→ **What you need to do**:
Transcribe the lines from the start of the data below through the line with "use seonoc_graph::structure_snapshot;", word for word and nothing more.

[Saved entries]
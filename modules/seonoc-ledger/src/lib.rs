pub mod audit;
pub mod diff;
pub mod pipeline;

pub use audit::record_audit;
pub use diff::{classify_action, diff_snapshots, validate_change_note, validate_reason_note,
    validate_resolution_note};
pub use pipeline::{ChangePipeline, NewNetworkInput, NodeInput};
use std::sync::Arc;

use axum::extract::{Path, State};
use axum::Json;
use serde::Deserialize;
use serde_json::{json, Value};

use seonoc_common::types::{AuditSeverity, VisibilityMode};
use seonoc_common::NocError;
use seonoc_graph::tiers::compute_tiers;
use seonoc_graph::structure_snapshot;
use seonoc_ledger::{record_audit, NewNetworkInput};

use crate::actor::Actor;
use crate::error::ApiResult;
use crate::state::NocCore;

#[derive(Deserialize)]
pub struct CreateNetworkBody {
    pub brand_id: String,
    pub name: String,
    #[serde(default)]
    pub visibility_mode: VisibilityMode,
    #[serde(default)]
    pub manager_ids: Vec<String>,
    pub change_note: String,
}

pub async fn create_network(
    State(core): State<Arc<NocCore>>,
    actor: Actor,
    Json(body): Json<CreateNetworkBody>,
) -> ApiResult<Json<Value>> {
    let network = core
        .pipeline
        .create_network(
            &actor.actor,
            NewNetworkInput {
                brand_id: body.brand_id,
                name: body.name,
                visibility_mode: body.visibility_mode,
                manager_ids: body.manager_ids,
                change_note: body.change_note,
            },
        )
        .await?;
    Ok(Json(serde_json::to_value(network).map_err(anyhow::Error::from)?))
}

pub async fn get_network(
    State(core): State<Arc<NocCore>>,
    actor: Actor,
    Path(id): Path<String>,
) -> ApiResult<Json<Value>> {
    let network = core
        .store
        .networks()
        .find_by_id(&id)
        .await?
        .ok_or_else(|| NocError::not_found(format!("network {id}")))?;
    actor.ensure_network_access(&network)?;

    let entries = core.store.entries().find_by_network(&id).await?;
    let tiers = compute_tiers(&entries);
    let nodes: Vec<Value> = entries
        .iter()
        .map(|e| {
            json!({
                "entry": e,
                "tier": tiers.tier(&e.id),
                "tier_display": tiers.display(&e.id),
                "orphan": tiers.is_orphan(&e.id),
            })
        })
        .collect();
    Ok(Json(json!({ "network": network, "nodes": nodes })))
}

pub async fn get_structure(
    State(core): State<Arc<NocCore>>,
    actor: Actor,
    Path(id): Path<String>,
) -> ApiResult<Json<Value>> {
    let network = core
        .store
        .networks()
        .find_by_id(&id)
        .await?
        .ok_or_else(|| NocError::not_found(format!("network {id}")))?;
    actor.ensure_network_access(&network)?;

    let entries = core.store.entries().find_by_network(&id).await?;
    let ids: Vec<String> = entries.iter().map(|e| e.asset_domain_id.clone()).collect();
    let domains = core.store.domains().find_by_ids(&ids).await?;
    let names = domains
        .into_iter()
        .map(|d| (d.id, d.domain_name))
        .collect();
    let tiers = compute_tiers(&entries);
    Ok(Json(json!({
        "network_id": id,
        "structure": structure_snapshot(&entries, &names, &tiers),
        "orphans": tiers.orphans(),
    })))
}

#[derive(Deserialize)]
pub struct MainSwitchBody {
    pub new_main_entry_id: String,
    pub change_note: String,
}

pub async fn switch_main(
    State(core): State<Arc<NocCore>>,
    actor: Actor,
    Path(id): Path<String>,
    Json(body): Json<MainSwitchBody>,
) -> ApiResult<Json<Value>> {
    let network = core
        .store
        .networks()
        .find_by_id(&id)
        .await?
        .ok_or_else(|| NocError::not_found(format!("network {id}")))?;
    actor.ensure_network_access(&network)?;

    core.pipeline
        .switch_main(&actor.actor, &id, &body.new_main_entry_id, &body.change_note)
        .await?;
    Ok(Json(json!({ "status": "switched" })))
}

/// Deleting a network takes its structure entries with it. Ledger rows and
/// conflicts survive as history.
pub async fn delete_network(
    State(core): State<Arc<NocCore>>,
    actor: Actor,
    Path(id): Path<String>,
) -> ApiResult<Json<Value>> {
    if !actor.is_super_admin() {
        return Err(NocError::Authorization(
            "only super admins may delete networks".to_string(),
        )
        .into());
    }
    let network = core
        .store
        .networks()
        .find_by_id(&id)
        .await?
        .ok_or_else(|| NocError::not_found(format!("network {id}")))?;

    let removed = core.store.entries().delete_by_network(&id).await?;
    core.store.networks().delete(&id).await?;
    record_audit(
        &core.store,
        "network_deleted",
        &actor.actor.email,
        &format!("seo_network:{id}"),
        &format!("deleted network '{}' with {removed} nodes", network.name),
        AuditSeverity::Warning,
        true,
    )
    .await;
    Ok(Json(json!({ "status": "deleted", "nodes_removed": removed })))
}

→ **The answer**:
filename modules/seonoc-ledger/src/lib.rs
pub mod audit;
pub mod diff;
pub mod pipeline;

pub use audit::record_audit;
pub use diff::{classify_action, diff_snapshots, validate_change_note, validate_reason_note,
    validate_resolution_note};
pub use pipeline::{ChangePipeline, NewNetworkInput, NodeInput};
use std::sync::Arc;

use axum::extract::{Path, State};
use axum::Json;
use serde::Deserialize;
use serde_json::{json, Value};

use seonoc_common::types::{AuditSeverity, VisibilityMode};
use seonoc_common::NocError;
use seonoc_graph::tiers::compute_tiers;
use seonoc_graph::structure_snapshot;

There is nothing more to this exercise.